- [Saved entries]
********************

/*
 * ==========================================================================
 * PYCRAFT - Slash Commands, Real Expressions
 * ==========================================================================
 *
 * Author:   Sam Wilcox
 *
 * License:
 * This file is part of the PYCRAFT scripting language project.
 *
 * PYCRAFT is dual-licensed under the terms of:
 *   - The MIT license
 *   - The Apache License, Version 2.0
 *
 * You may choose either license to govern your use of this software.
 *
 * Unless required by applicable law or agreed to in writing, software
 * distributed under these licenses is distributed on an "AS IS" BASIS,
 * WITHOUT WARRANTIES OR CONDITIONS OF ANY KIND, either express or implied.
 *
 * ==========================================================================
 */

/*!
 * PyCraft Statement Executor
 * --------------------------
 *
 * Executes top-level and block-level statements. Expression evaluation
 * lives in `expressions.rs` and function invocation in `calls.rs`.
 *
 * Two channels leave every executor:
 *
 *  • `Ok(ExecSignal)`: normal completion or a non-local transfer
 *    (`/return`, `/stop`, `/skip`, `/kill`)
 *  • `Err(RuntimeError)`: a failure that aborts the current unit
 */

use std::cell::RefCell;
use std::rc::Rc;

use tracing::trace;

use crate::ast::{Condition, Expr, Stmt};
use crate::error::RuntimeError;
use crate::interpreter::environment::Environment;
use crate::interpreter::Interpreter;
use crate::lexer::token::Token;
use crate::parser::parse_expression;
use crate::value::{Callable, Value};

/* ============================================================================
 * Execution Control Signals
 * ============================================================================
 */

/// Internal control flow signal used by the interpreter.
#[derive(Debug, Clone, PartialEq)]
pub enum ExecSignal {
    /// Normal fall-through execution.
    None,

    /// `/return`, caught by the nearest function call.
    Return(Value),

    /// `/stop`, caught by the nearest loop.
    Break,

    /// `/skip`, caught by the nearest loop.
    Continue,

    /// `/kill`, caught only by the driver.
    Terminate,
}

/// What a loop does after one pass over its body.
enum LoopStep {
    Next,
    Exit,
    Propagate(ExecSignal),
}

impl From<ExecSignal> for LoopStep {
    fn from(signal: ExecSignal) -> Self {
        match signal {
            ExecSignal::None | ExecSignal::Continue => LoopStep::Next,
            ExecSignal::Break => LoopStep::Exit,
            other => LoopStep::Propagate(other),
        }
    }
}

impl Interpreter {
    /* ============================================================================
     * Statement Execution Entry Point
     * ============================================================================
     */

    /// Executes a single statement inside the given environment.
    ///
    /// This is the **core dispatch function for all statement execution**.
    pub fn exec_stmt(
        &mut self,
        stmt: &Stmt,
        env: &Rc<RefCell<Environment>>,
    ) -> Result<ExecSignal, RuntimeError> {
        match stmt {
            /* ------------------------------------------------------------------
             * Output
             * ---------------------------------------------------------------- */
            Stmt::Say { message, .. } => {
                let text = if self.config.interpolate_output {
                    self.interpolate(message, env)
                } else {
                    message.clone()
                };

                self.output.write_line(&text);
                Ok(ExecSignal::None)
            }

            /* ------------------------------------------------------------------
             * Variables
             * ---------------------------------------------------------------- */
            Stmt::Summon {
                type_name,
                name,
                initializer,
            } => {
                let value = match initializer {
                    Some(expr) => self.eval_expr(expr, env)?,
                    None => Value::default_for_type(&type_name.lexeme),
                };

                env.borrow_mut().define(name.lexeme.clone(), value);
                Ok(ExecSignal::None)
            }

            Stmt::Set {
                name,
                operator,
                value,
            } => {
                let rhs = self.eval_expr(value, env)?;

                let new_value = match operator.lexeme.strip_suffix('=') {
                    Some(op) if !op.is_empty() => {
                        let current = self.lookup_variable(name, env)?;
                        self.binary_op(op, current, rhs, operator)?
                    }
                    _ => rhs,
                };

                self.assign_variable(name, new_value, env)?;
                Ok(ExecSignal::None)
            }

            Stmt::ExprAssign { name, value } => {
                let value = self.eval_expr(value, env)?;
                self.assign_variable(name, value, env)?;
                Ok(ExecSignal::None)
            }

            /* ------------------------------------------------------------------
             * Functions
             * ---------------------------------------------------------------- */
            Stmt::Function(decl) => {
                let function = Value::Function(Rc::new(Callable::User {
                    decl: decl.clone(),
                    closure: env.clone(),
                }));

                env.borrow_mut().define(decl.name.lexeme.clone(), function);
                Ok(ExecSignal::None)
            }

            Stmt::Return { value, .. } => {
                let result = match value {
                    Some(expr) => self.eval_expr(expr, env)?,
                    None => Value::Null,
                };
                Ok(ExecSignal::Return(result))
            }

            /* ------------------------------------------------------------------
             * Control Flow
             * ---------------------------------------------------------------- */
            Stmt::If {
                branch,
                elifs,
                else_body,
            } => {
                for arm in std::iter::once(branch).chain(elifs.iter()) {
                    let holds = self.condition_holds(&arm.condition, env)?;

                    if self.halt_requested {
                        return Ok(ExecSignal::Terminate);
                    }

                    if holds {
                        return self.exec_block(&arm.body, &Environment::child(env));
                    }
                }

                match else_body {
                    Some(body) => self.exec_block(body, &Environment::child(env)),
                    None => Ok(ExecSignal::None),
                }
            }

            Stmt::While { condition, body } => {
                let mut iterations = 0usize;

                loop {
                    let holds = self.condition_holds(condition, env)?;

                    if self.halt_requested {
                        return Ok(ExecSignal::Terminate);
                    }

                    if !holds {
                        break;
                    }

                    iterations += 1;

                    match LoopStep::from(self.exec_block(body, &Environment::child(env))?) {
                        LoopStep::Next => {}
                        LoopStep::Exit => break,
                        LoopStep::Propagate(signal) => return Ok(signal),
                    }
                }

                trace!(iterations, line = condition.line, "while loop finished");
                Ok(ExecSignal::None)
            }

            Stmt::For {
                variable,
                range,
                source,
                body,
            } => self.exec_for(variable, range.as_ref(), source, body, env),

            Stmt::Break(_) => Ok(ExecSignal::Break),
            Stmt::Continue(_) => Ok(ExecSignal::Continue),
            Stmt::Terminate(_) => Ok(ExecSignal::Terminate),
        }
    }

    /// Runs `statements` directly in `env`, stopping at the first signal.
    pub fn exec_block(
        &mut self,
        statements: &[Stmt],
        env: &Rc<RefCell<Environment>>,
    ) -> Result<ExecSignal, RuntimeError> {
        for stmt in statements {
            let signal = self.exec_stmt(stmt, env)?;

            if self.halt_requested {
                return Ok(ExecSignal::Terminate);
            }

            if signal != ExecSignal::None {
                return Ok(signal);
            }
        }

        Ok(ExecSignal::None)
    }

    /// `/execute for`: a counted range or the elements of a value.
    fn exec_for(
        &mut self,
        variable: &Token,
        range: Option<&Token>,
        source: &Expr,
        body: &[Stmt],
        env: &Rc<RefCell<Environment>>,
    ) -> Result<ExecSignal, RuntimeError> {
        let value = self.eval_expr(source, env)?;

        let items: Box<dyn Iterator<Item = Value>> = match range {
            Some(range_token) => {
                let bound = value.to_int().ok_or_else(|| {
                    RuntimeError::type_error(
                        format!("Range bound must be a number, got {}.", value.type_name()),
                        range_token,
                    )
                })?;
                Box::new((0..bound.max(0)).map(|i| Value::Number(i as f64)))
            }

            None => match value {
                Value::String(text) => {
                    let chars: Vec<char> = text.chars().collect();
                    Box::new(chars.into_iter().map(|c| Value::String(c.to_string())))
                }
                Value::Number(n) => {
                    let bound = (n.trunc() as i64).max(0);
                    Box::new((0..bound).map(|i| Value::Number(i as f64)))
                }
                Value::Null => Box::new(std::iter::empty()),
                other => {
                    return Err(RuntimeError::type_error(
                        format!("Cannot iterate over a {}.", other.type_name()),
                        variable,
                    ))
                }
            },
        };

        let mut iterations = 0usize;

        for item in items {
            if self.halt_requested {
                return Ok(ExecSignal::Terminate);
            }

            let scope = Environment::child(env);
            scope.borrow_mut().define(variable.lexeme.clone(), item);
            iterations += 1;

            match LoopStep::from(self.exec_block(body, &scope)?) {
                LoopStep::Next => {}
                LoopStep::Exit => break,
                LoopStep::Propagate(signal) => return Ok(signal),
            }
        }

        trace!(iterations, line = variable.line, "for loop finished");
        Ok(ExecSignal::None)
    }

    /// Parses a stored condition and tests its truthiness.
    ///
    /// Conditions are parsed here, on every check, so a malformed one only
    /// fails when it is reached.
    fn condition_holds(
        &mut self,
        condition: &Condition,
        env: &Rc<RefCell<Environment>>,
    ) -> Result<bool, RuntimeError> {
        trace!(line = condition.line, "parsing deferred condition");

        let expr = parse_expression(condition.tokens.clone()).map_err(|err| {
            RuntimeError::new(
                "E_RUNTIME",
                format!("Error at '{}': {}", err.lexeme, err.message),
                Some(err.line),
            )
        })?;

        Ok(self.eval_expr(&expr, env)?.is_truthy())
    }

    /// Reads a variable or fails with an undefined-variable error.
    pub(crate) fn lookup_variable(
        &self,
        name: &Token,
        env: &Rc<RefCell<Environment>>,
    ) -> Result<Value, RuntimeError> {
        env.borrow().get(&name.lexeme).ok_or_else(|| {
            RuntimeError::reference_error(format!("Undefined variable '{}'.", name.lexeme), name)
        })
    }

    /// Rebinds an existing variable or fails with an undefined-variable
    /// error.
    pub(crate) fn assign_variable(
        &self,
        name: &Token,
        value: Value,
        env: &Rc<RefCell<Environment>>,
    ) -> Result<(), RuntimeError> {
        if env.borrow_mut().assign(&name.lexeme, value) {
            Ok(())
        } else {
            Err(RuntimeError::reference_error(
                format!("Undefined variable '{}'.", name.lexeme),
                name,
            )
            .with_help(format!("Declare it first with '/summon <type> {}'.", name.lexeme)))
        }
    }
}
use pretty_assertions::assert_eq;

use crate::config::Config;
use crate::error::Error;
use crate::interpreter::output::OutputHandler;
use crate::interpreter::{Interpreter, RunReport, RunStatus};
use crate::value::Value;

fn interpreter_with(config: Config) -> (Interpreter, OutputHandler) {
    let output = OutputHandler::buffer();
    (Interpreter::new(config, output.clone()), output)
}

fn run(source: &str) -> (Result<RunReport, Error>, Vec<String>) {
    let (mut interpreter, output) = interpreter_with(Config::default());
    let result = interpreter.run_source(source);
    (result, output.lines())
}

fn eval(source: &str) -> Result<Value, Error> {
    let (mut interpreter, _) = interpreter_with(Config::default());
    interpreter.evaluate_source_expression(source)
}

fn num(n: f64) -> Value {
    Value::Number(n)
}

fn text(s: &str) -> Value {
    Value::String(s.to_string())
}

fn runtime_message(result: Result<RunReport, Error>) -> String {
    match result {
        Err(Error::Runtime(err)) => err.message,
        other => panic!("expected a runtime error, got {:?}", other),
    }
}

/* ------------------------------------------------------------------
 * Operators
 * ---------------------------------------------------------------- */

#[test]
fn plus_adds_numbers_and_numeric_text_otherwise_concatenates() {
    assert_eq!(eval("\"2\" + 3").unwrap(), num(5.0));
    assert_eq!(eval("true + 1").unwrap(), text("true1"));
    assert_eq!(eval("\"a\" + 1").unwrap(), text("a1"));
    assert_eq!(eval("nil + \"!\"").unwrap(), text("null!"));
}

#[test]
fn arithmetic_requires_numbers() {
    assert_eq!(eval("7 % 3").unwrap(), num(1.0));
    assert_eq!(eval("2 ** 10").unwrap(), num(1024.0));
    assert_eq!(eval("true * 4").unwrap(), num(4.0));

    let err = eval("\"a\" - 1").unwrap_err();
    assert_eq!(err.code(), "E_TYPE");
}

#[test]
fn two_division_operators() {
    assert_eq!(eval("7 $ 2").unwrap(), num(3.5));
    assert_eq!(eval("7 $$ 2").unwrap(), num(3.0));
    assert_eq!(eval("-7 $$ 2").unwrap(), num(-4.0));

    for source in ["1 $ 0", "1 $$ 0"] {
        match eval(source) {
            Err(Error::Runtime(err)) => assert_eq!(err.message, "Division by zero."),
            other => panic!("expected division error, got {:?}", other),
        }
    }
}

#[test]
fn bitwise_operators_truncate() {
    assert_eq!(eval("1 << 4").unwrap(), num(16.0));
    assert_eq!(eval("-7 >> 1").unwrap(), num(-4.0));
    assert_eq!(eval("~0").unwrap(), num(-1.0));
    assert_eq!(eval("6 & 3").unwrap(), num(2.0));
    assert_eq!(eval("6 | 3").unwrap(), num(7.0));
    assert_eq!(eval("6 ^ 3").unwrap(), num(5.0));
    assert_eq!(eval("5.9 & 7").unwrap(), num(5.0));
    assert!(eval("1 << 64").is_err());
}

#[test]
fn equality_flavours() {
    assert_eq!(eval("\"1\" == true").unwrap(), Value::Bool(true));
    assert_eq!(eval("\"5\" == 5").unwrap(), Value::Bool(true));
    assert_eq!(eval("\"5\" != 5").unwrap(), Value::Bool(false));
    assert_eq!(eval("\"5\" === 5").unwrap(), Value::Bool(false));
    assert_eq!(eval("nil === null").unwrap(), Value::Bool(true));
    assert_eq!(eval("2 === 2.0").unwrap(), Value::Bool(true));
}

#[test]
fn membership_and_identity() {
    assert_eq!(eval("\"ell\" in \"hello\"").unwrap(), Value::Bool(true));
    assert_eq!(eval("\"z\" not in \"hello\"").unwrap(), Value::Bool(true));
    assert_eq!(eval("3 is int").unwrap(), Value::Bool(true));
    assert_eq!(eval("3.5 is float").unwrap(), Value::Bool(true));
    assert_eq!(eval("3.5 is not int").unwrap(), Value::Bool(true));
    assert_eq!(eval("\"a\" is char").unwrap(), Value::Bool(true));
    assert_eq!(eval("true is bool").unwrap(), Value::Bool(true));
}

#[test]
fn membership_is_false_unless_both_sides_are_text() {
    assert_eq!(eval("1 in 10").unwrap(), Value::Bool(false));
    assert_eq!(eval("1 not in 10").unwrap(), Value::Bool(true));
    assert_eq!(eval("nil in \"null\"").unwrap(), Value::Bool(false));
    assert_eq!(eval("\"ru\" in true").unwrap(), Value::Bool(false));
    assert_eq!(eval("\"1\" in \"10\"").unwrap(), Value::Bool(true));
}

#[test]
fn identity_only_knows_declared_type_names() {
    assert_eq!(eval("nil is nil").unwrap(), Value::Bool(false));
    assert_eq!(eval("nil is \"null\"").unwrap(), Value::Bool(false));
    assert_eq!(eval("3 is number").unwrap(), Value::Bool(false));
    assert_eq!(eval("clock is function").unwrap(), Value::Bool(false));
    assert_eq!(eval("3 is 3").unwrap(), Value::Bool(false));
    assert_eq!(eval("3 is not 3").unwrap(), Value::Bool(true));
    assert_eq!(eval("3 is double").unwrap(), Value::Bool(true));
}

#[test]
fn logical_operators_short_circuit_to_operands() {
    assert_eq!(eval("0 and 5").unwrap(), num(0.0));
    assert_eq!(eval("1 and 5").unwrap(), num(5.0));
    assert_eq!(eval("0 or 5").unwrap(), num(5.0));
    assert_eq!(eval("\"\" or \"x\"").unwrap(), text("x"));
    assert_eq!(eval("not 0").unwrap(), Value::Bool(true));
    assert_eq!(eval("!1").unwrap(), Value::Bool(false));

    // The right side is never evaluated, so the missing variable is fine.
    assert_eq!(eval("false and @missing").unwrap(), Value::Bool(false));
}

#[test]
fn comparisons_coerce_to_numbers() {
    assert_eq!(eval("\"10\" > 9").unwrap(), Value::Bool(true));
    assert_eq!(eval("2 <= 2").unwrap(), Value::Bool(true));
    assert!(eval("\"x\" < 1").is_err());
}

#[test]
fn bare_words_fall_back_to_text() {
    assert_eq!(eval("hello").unwrap(), text("hello"));
    assert_eq!(eval("hello + world").unwrap(), text("helloworld"));
}

#[test]
fn postfix_returns_old_value_and_writes_back() {
    let (result, lines) = run("/summon int @i (5)\n/summon int @old @i++\n/say {@old} {@i}");

    assert!(result.is_ok());
    assert_eq!(lines, vec!["5 6"]);
}

#[test]
fn postfix_needs_a_numeric_variable() {
    match eval("5++") {
        Err(Error::Runtime(err)) => assert_eq!(err.message, "Operand of '++' must be a variable."),
        other => panic!("expected postfix error, got {:?}", other),
    }

    let (result, _) = run("/summon string @s \"a\"\n/summon int @t @s--");
    assert_eq!(
        runtime_message(result),
        "Operand of '--' must hold a number, got string."
    );
}

/* ------------------------------------------------------------------
 * Statements
 * ---------------------------------------------------------------- */

#[test]
fn summon_defaults_by_type() {
    let (_, lines) = run("/summon int @a\n/summon bool @b\n/summon string @c\n/summon thing @d\n/say {@a} {@b} [{@c}] {@d}");
    assert_eq!(lines, vec!["0 false [] null"]);
}

#[test]
fn set_requires_an_existing_variable() {
    let (result, lines) = run("/set @y = (2)");

    assert_eq!(runtime_message(result), "Undefined variable '@y'.");
    assert_eq!(lines, vec!["[line 1] Undefined variable '@y'."]);
}

#[test]
fn compound_assignment_operators() {
    let (_, lines) = run(
        "/summon int @x (20)\n\
         /set @x -= (2)\n/say {@x}\n\
         /set @x $= (4)\n/say {@x}\n\
         /set @x $$= (2)\n/say {@x}\n\
         /set @x **= (2)\n/say {@x}\n\
         /set @x %= (5)\n/say {@x}\n\
         /set @x *= { @x + 1 }\n/say {@x}",
    );

    assert_eq!(lines, vec!["18", "4.5", "2", "4", "4", "20"]);
}

#[test]
fn expr_assignment() {
    let (_, lines) = run("/summon int @x\n/expr @x { 3 * (2 + 1) }\n/say {@x}");
    assert_eq!(lines, vec!["9"]);
}

#[test]
fn elif_chain_picks_first_true_arm() {
    let source = "/summon int @x (2)\n\
                  /execute if @x > 3 run { /say big }\n\
                  elif @x > 1 run { /say medium }\n\
                  else { /say small }";
    let (_, lines) = run(source);
    assert_eq!(lines, vec!["medium"]);
}

#[test]
fn unreached_malformed_condition_is_harmless() {
    let (result, lines) = run("/execute if true run { /say ok } elif @x > > 1 run { /say no }");

    assert!(result.is_ok());
    assert_eq!(lines, vec!["ok"]);
}

#[test]
fn malformed_condition_fails_when_evaluated() {
    let (result, _) = run("/summon int @x (1)\n/execute if @x > > 1 run { /say no }");

    match result {
        Err(Error::Runtime(err)) => {
            assert_eq!(err.message, "Error at '>': Expected expression.");
            assert_eq!(err.line, Some(2));
        }
        other => panic!("expected runtime error, got {:?}", other),
    }
}

#[test]
fn while_loop_with_skip_and_stop() {
    let source = "/summon int @i (0)\n\
                  /execute while @i < 10 run {\n\
                  /set @i += (1)\n\
                  /execute if @i == 2 run { /skip }\n\
                  /execute if @i > 4 run { /stop }\n\
                  /say {@i}\n\
                  }";
    let (_, lines) = run(source);
    assert_eq!(lines, vec!["1", "3", "4"]);
}

#[test]
fn for_each_over_text_and_numbers() {
    let (_, lines) = run(
        "/execute for @c in \"abc\" run { /say {@c} }\n/execute for @n in 2 run { /say n={@n} }",
    );
    assert_eq!(lines, vec!["a", "b", "c", "n=0", "n=1"]);
}

#[test]
fn for_each_over_nil_is_empty_and_bool_is_an_error() {
    let (result, lines) = run("/execute for @c in nil run { /say {@c} }");
    assert!(result.is_ok());
    assert!(lines.is_empty());

    let (result, _) = run("/execute for @c in true run { /say {@c} }");
    assert_eq!(runtime_message(result), "Cannot iterate over a bool.");
}

#[test]
fn loop_scopes_do_not_leak() {
    let (_, lines) = run(
        "/execute for @i in range (2) run { /summon int @tmp (1) }\n/say {@tmp} {@i}",
    );
    assert_eq!(lines, vec!["{@tmp} {@i}"]);
}

#[test]
fn kill_terminates_the_program() {
    let (result, lines) = run("/say a\n/kill\n/say b");

    assert_eq!(result.unwrap().status, RunStatus::Terminated);
    assert_eq!(lines, vec!["a"]);
}

#[test]
fn kill_inside_a_function_reaches_the_driver() {
    let (result, lines) = run(
        "/function quit () { /kill }\n/summon int @z quit()\n/say after",
    );

    assert_eq!(result.unwrap().status, RunStatus::Terminated);
    assert!(lines.is_empty());
}

#[test]
fn stray_stop_ends_the_unit_quietly() {
    let (result, lines) = run("/say a\n/stop\n/say b");

    assert_eq!(result.unwrap().status, RunStatus::Completed);
    assert_eq!(lines, vec!["a"]);
}

/* ------------------------------------------------------------------
 * Functions
 * ---------------------------------------------------------------- */

#[test]
fn closures_capture_their_defining_scope() {
    let source = "/function makeCounter () run {\n\
                  /summon int @count (0)\n\
                  /function inc () run {\n\
                  /set @count += (1)\n\
                  /return @count\n\
                  }\n\
                  /return inc\n\
                  }\n\
                  /summon fn @c makeCounter()\n\
                  /say {@c()}\n\
                  /say {@c()}";
    let (_, lines) = run(source);
    assert_eq!(lines, vec!["1", "2"]);
}

#[test]
fn scoping_is_lexical_not_dynamic() {
    let source = "/summon int @x (1)\n\
                  /function show () run { /return @x }\n\
                  /function shadow () run {\n\
                  /summon int @x (2)\n\
                  /return show()\n\
                  }\n\
                  /say {shadow()}";
    let (_, lines) = run(source);
    assert_eq!(lines, vec!["1"]);
}

#[test]
fn recursion() {
    let source = "/function fib (@n) run {\n\
                  /execute if @n < 2 run { /return @n }\n\
                  /return fib(@n - 1) + fib(@n - 2)\n\
                  }\n\
                  /say {fib((10))}";
    let (_, lines) = run(source);
    assert_eq!(lines, vec!["55"]);
}

#[test]
fn missing_return_yields_nil() {
    let (_, lines) = run("/function g () { /say inside }\n/say {g()}");
    assert_eq!(lines, vec!["inside", "null"]);
}

#[test]
fn calling_a_non_function_fails() {
    let (result, _) = run("/summon int @x (1)\n/summon int @y @x()");
    assert_eq!(runtime_message(result), "Can only call functions.");
}

#[test]
fn runaway_recursion_is_a_runtime_error() {
    let config = Config {
        max_call_depth: 16,
        ..Config::default()
    };
    let (mut interpreter, _) = interpreter_with(config);

    let result = interpreter.run_source("/function f () { /return f() }\n/summon int @x f()");
    assert_eq!(runtime_message(result), "Stack overflow.");
}

#[test]
fn runaway_recursion_at_default_depth_is_a_runtime_error() {
    let (result, lines) = run("/function f (@n) { /return f(@n - 1) }\n/summon int @x f(1)");

    assert_eq!(runtime_message(result), "Stack overflow.");
    assert_eq!(lines, vec!["[line 1] Stack overflow."]);
}

#[test]
fn deep_recursion_below_the_limit_completes() {
    let source = "/function down (@n) run {\n\
                  /execute if @n == 0 run { /return 0 }\n\
                  /return down(@n - 1) + 1\n\
                  }\n\
                  /say {down((250))}";
    let (result, lines) = run(source);

    assert!(result.is_ok());
    assert_eq!(lines, vec!["250"]);
}

#[test]
fn function_values_print_their_names() {
    assert_eq!(eval("toString(clock)").unwrap(), text("<native fn clock>"));

    let (_, lines) = run("/function f () { }\n/say {f}");
    assert_eq!(lines, vec!["<fn f>"]);
}

/* ------------------------------------------------------------------
 * Natives
 * ---------------------------------------------------------------- */

#[test]
fn native_functions() {
    assert_eq!(eval("toString(42)").unwrap(), text("42"));
    assert!(matches!(eval("clock()").unwrap(), Value::Number(n) if n > 0.0));

    match eval("clock(1)") {
        Err(Error::Runtime(err)) => assert_eq!(err.message, "Expected 0 arguments but got 1."),
        other => panic!("expected arity error, got {:?}", other),
    }

    let (mut interpreter, output) = interpreter_with(Config::default());
    assert_eq!(interpreter.evaluate_source_expression("print(\"hi\")").unwrap(), Value::Null);
    assert_eq!(output.lines(), vec!["hi"]);
}

/* ------------------------------------------------------------------
 * Driver and configuration
 * ---------------------------------------------------------------- */

#[test]
fn lex_errors_are_reported_but_not_fatal() {
    let (result, lines) = run("/say one\n#\n/say two");

    assert_eq!(result.unwrap().lex_errors.len(), 1);
    assert_eq!(lines, vec!["[line 2] Unexpected character '#'.", "one", "two"]);
}

#[test]
fn parse_errors_abort_the_whole_unit() {
    let (result, lines) = run("/say hi\n/set @x");

    assert!(matches!(result, Err(Error::Parse(_))));
    assert_eq!(
        lines,
        vec!["[line 2] Error at '': Expected an assignment operator after variable."]
    );
}

#[test]
fn runtime_errors_keep_earlier_bindings() {
    let (mut interpreter, output) = interpreter_with(Config::default());

    assert!(interpreter
        .run_source("/summon int @x (1)\n/set @y = (2)\n/set @x = (5)")
        .is_err());
    output.clear();

    interpreter.run_source("/say {@x}").unwrap();
    assert_eq!(output.lines(), vec!["1"]);
}

#[test]
fn interpolation_can_be_disabled() {
    let config = Config {
        interpolate_output: false,
        ..Config::default()
    };
    let (mut interpreter, output) = interpreter_with(config);

    interpreter.run_source("/say {1 + 1}").unwrap();
    assert_eq!(output.lines(), vec!["{1 + 1}"]);
}

#[test]
fn error_echo_can_be_disabled() {
    let config = Config {
        echo_errors: false,
        ..Config::default()
    };
    let (mut interpreter, output) = interpreter_with(config);

    assert!(interpreter.run_source("/set @nope = 1").is_err());
    assert!(output.lines().is_empty());
}

#[test]
fn interpolation_tiers() {
    let (_, lines) = run("/summon int @x (5)\n/say total: {@x * 2}, raw: {@x}, missing: { @y }, empty: {}");
    assert_eq!(lines, vec!["total: 10, raw: 5, missing: { @y }, empty: {}"]);
}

********************

- [Work task] Please copy, exactly and with nothing else, the lines above beginning at the line that has "None => match" and ending with the line that has "let bound = (n.trunc()".

- [Written response]
            None => match value {
                Value::String(text) => {
                    let chars: Vec<char> = text.chars().collect();
                    Box::new(chars.into_iter().map(|c| Value::String(c.to_string())))
                }
                Value::Number(n) => {
                    let bound = (n.trunc() as i64).max(0);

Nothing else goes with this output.